Visually, Here I Come is slicker and more expansive than its predecessor. The camera moves with predatory intent, often lingering just long enough to make the audience uneasy before chaos erupts. The production design embraces excess—opulent settings corrupted by blood and panic—underscoring the idea that wealth doesn't protect, it provokes. The score pulses with menace, heightening tension without overpowering the film's razor-sharp sound design.

Where the sequel truly distinguishes itself is in its mythology. Rather than simply repeating the rules, Ready or Not 2 pulls back the curtain on the origins and evolution of the game. Tradition is no longer treated as a single family's curse, but as a system sustained by belief, fear, and participation. The film explores how rituals persist not because they are ancient, but because people keep choosing them. This expansion adds thematic weight, transforming the story from a contained survival horror into a biting commentary on inherited violence.

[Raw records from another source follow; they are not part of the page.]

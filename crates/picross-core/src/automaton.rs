//! Per-line finite automaton derived from a line specification.
//!
//! A line's cells, read left to right, walk through a fixed sequence of
//! states: an optional stretch of blank filler, one state per cell of each
//! block, a blank filler after every block. Blank states may repeat (a cell
//! and its right neighbor can sit in the same filler), run states must
//! advance. Every coloring of the line consistent with the specification is
//! exactly a monotone walk through this automaton.

use crate::spec::LineSpec;
use crate::SpecError;

/// One automaton node: a blank filler or one cell of a block.
#[derive(Debug, Clone, PartialEq, Eq)]
pub(crate) struct State {
    /// 0 for a blank filler, the owning block's color otherwise.
    pub color: u8,
    /// States a cell's left neighbor may occupy. Blank states include
    /// themselves (a filler may repeat), run states only their predecessor.
    pub preceding: Vec<usize>,
    /// Mirror of `preceding` for the right neighbor.
    pub following: Vec<usize>,
}

impl State {
    fn blank(index: usize) -> Self {
        State {
            color: 0,
            preceding: vec![index],
            following: vec![index],
        }
    }

    fn run(color: u8) -> Self {
        State {
            color,
            preceding: Vec::new(),
            following: Vec::new(),
        }
    }
}

/// The automaton for one line: its state sequence plus the precomputed
/// initial validity window of every cell. Immutable once built; resizing a
/// line means building a new automaton.
#[derive(Debug, Clone, PartialEq, Eq)]
pub struct LineAutomaton {
    states: Vec<State>,
    /// Inclusive `(first, last)` state-index window per cell.
    windows: Vec<(usize, usize)>,
    size: usize,
}

impl LineAutomaton {
    /// Build the automaton for `spec` and validate that every cell of the
    /// line has a non-empty initial window.
    pub fn build(spec: &LineSpec) -> Result<Self, SpecError> {
        let mut states = vec![State::blank(0)];
        for block in spec.blocks() {
            for _ in 0..block.length {
                states.push(State::run(block.color));
            }
            states.push(State::blank(states.len()));
        }
        // Degenerate all-blank line: the single leading filler is shared.
        if spec.blocks().is_empty() {
            debug_assert_eq!(states.len(), 1);
        } else {
            debug_assert_eq!(states.len(), spec.min_size() + 2);
        }

        // Structural adjacency on top of the fillers' self-loops.
        for i in 1..states.len() {
            states[i].preceding.push(i - 1);
            states[i - 1].following.push(i);
        }

        let size = spec.size();
        let nb_states = states.len();
        let mut windows = Vec::with_capacity(size);
        for cell in 0..size {
            // At most `cell + 1` states can have been consumed reaching this
            // cell; the `size - cell - 1` cells to the right must be able to
            // consume the rest of the automaton.
            let first = (nb_states + cell).saturating_sub(size + 1);
            let last = (nb_states - 1).min(cell + 1);
            if last < first {
                return Err(SpecError::WindowEmpty {
                    spec: spec.to_string(),
                    cell,
                    size,
                });
            }
            windows.push((first, last));
        }

        Ok(LineAutomaton {
            states,
            windows,
            size,
        })
    }

    /// Number of states. `min_size + 2` when the spec has blocks, 1 otherwise.
    pub fn state_count(&self) -> usize {
        self.states.len()
    }

    /// Number of cells in the line this automaton was built for.
    pub fn size(&self) -> usize {
        self.size
    }

    /// Color of a state, 0 for blank fillers.
    pub fn color(&self, state: usize) -> u8 {
        self.states[state].color
    }

    /// Inclusive state-index window initially possible at `cell`.
    pub fn initial_window(&self, cell: usize) -> (usize, usize) {
        self.windows[cell]
    }

    pub(crate) fn state(&self, state: usize) -> &State {
        &self.states[state]
    }
}

#[cfg(test)]
mod tests {
    use super::*;
    use crate::spec::LineSpec;

    fn automaton(text: &str, size: usize) -> LineAutomaton {
        LineAutomaton::build(&LineSpec::parse(text, size).unwrap()).unwrap()
    }

    #[test]
    fn test_state_layout_single_color() {
        let auto = automaton("1.1.2", 10);
        assert_eq!(auto.state_count(), 8);
        let colors: Vec<u8> = (0..8).map(|s| auto.color(s)).collect();
        assert_eq!(colors, vec![0, 1, 0, 1, 0, 1, 1, 0]);
    }

    #[test]
    fn test_initial_windows_at_boundaries() {
        let auto = automaton("1.1.2", 10);
        assert_eq!(auto.initial_window(0), (0, 1));
        assert_eq!(auto.initial_window(9), (6, 7));
        // Middle cells widen to the full reachable span.
        assert_eq!(auto.initial_window(3), (0, 4));
    }

    #[test]
    fn test_blank_line_is_a_single_filler() {
        let auto = automaton("", 5);
        assert_eq!(auto.state_count(), 1);
        for cell in 0..5 {
            assert_eq!(auto.initial_window(cell), (0, 0));
        }
    }

    #[test]
    fn test_fillers_repeat_runs_advance() {
        let auto = automaton("2", 5);
        // States: blank, run, run, blank.
        assert!(auto.state(0).following.contains(&0));
        assert!(auto.state(3).preceding.contains(&3));
        assert_eq!(auto.state(1).following, vec![2]);
        assert_eq!(auto.state(2).preceding, vec![1]);
    }

    #[test]
    fn test_separator_between_blocks_of_any_color() {
        // Two adjacent blocks of different colors still get a filler between
        // them: blank, run(1), blank, run(2), blank.
        let auto = automaton("1.1|2", 3);
        assert_eq!(auto.state_count(), 5);
        let colors: Vec<u8> = (0..5).map(|s| auto.color(s)).collect();
        assert_eq!(colors, vec![0, 1, 0, 2, 0]);
    }

    #[test]
    fn test_exact_fit_line_is_fully_forced() {
        let auto = automaton("4", 4);
        // Every window collapses to the single run state for that cell.
        for cell in 0..4 {
            assert_eq!(auto.initial_window(cell), (cell + 1, cell + 1));
        }
    }
}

The line between hunter and sacrifice blurs constantly. Alliances form out of desperation and collapse just as quickly. Characters who believe themselves clever discover that intelligence means nothing when the rules can change at any moment. The film delights in subverting expectations, reminding viewers that knowing the game doesn't make you safe—it makes you visible.

If there's a weakness, it's that the film's ambition occasionally threatens its pacing. The expanded scope introduces multiple threads that compete for attention, and not all are explored with equal depth. However, these moments rarely derail momentum. The film remains tight, aggressive, and relentlessly entertaining.
By the time the credits roll, Ready or Not 2: Here I Come has accomplished something rare for a horror sequel: it justifies its existence. It doesn't soften the original's edge or repeat its tricks. Instead, it escalates the cruelty, deepens the themes, and dares its audience to laugh at the very systems it condemns.
Savage, stylish, and wickedly self-aware, Ready or Not 2 burns the table instead of raising the stakes. Survival isn't luck. Tradition demands blood. And running only makes it worse.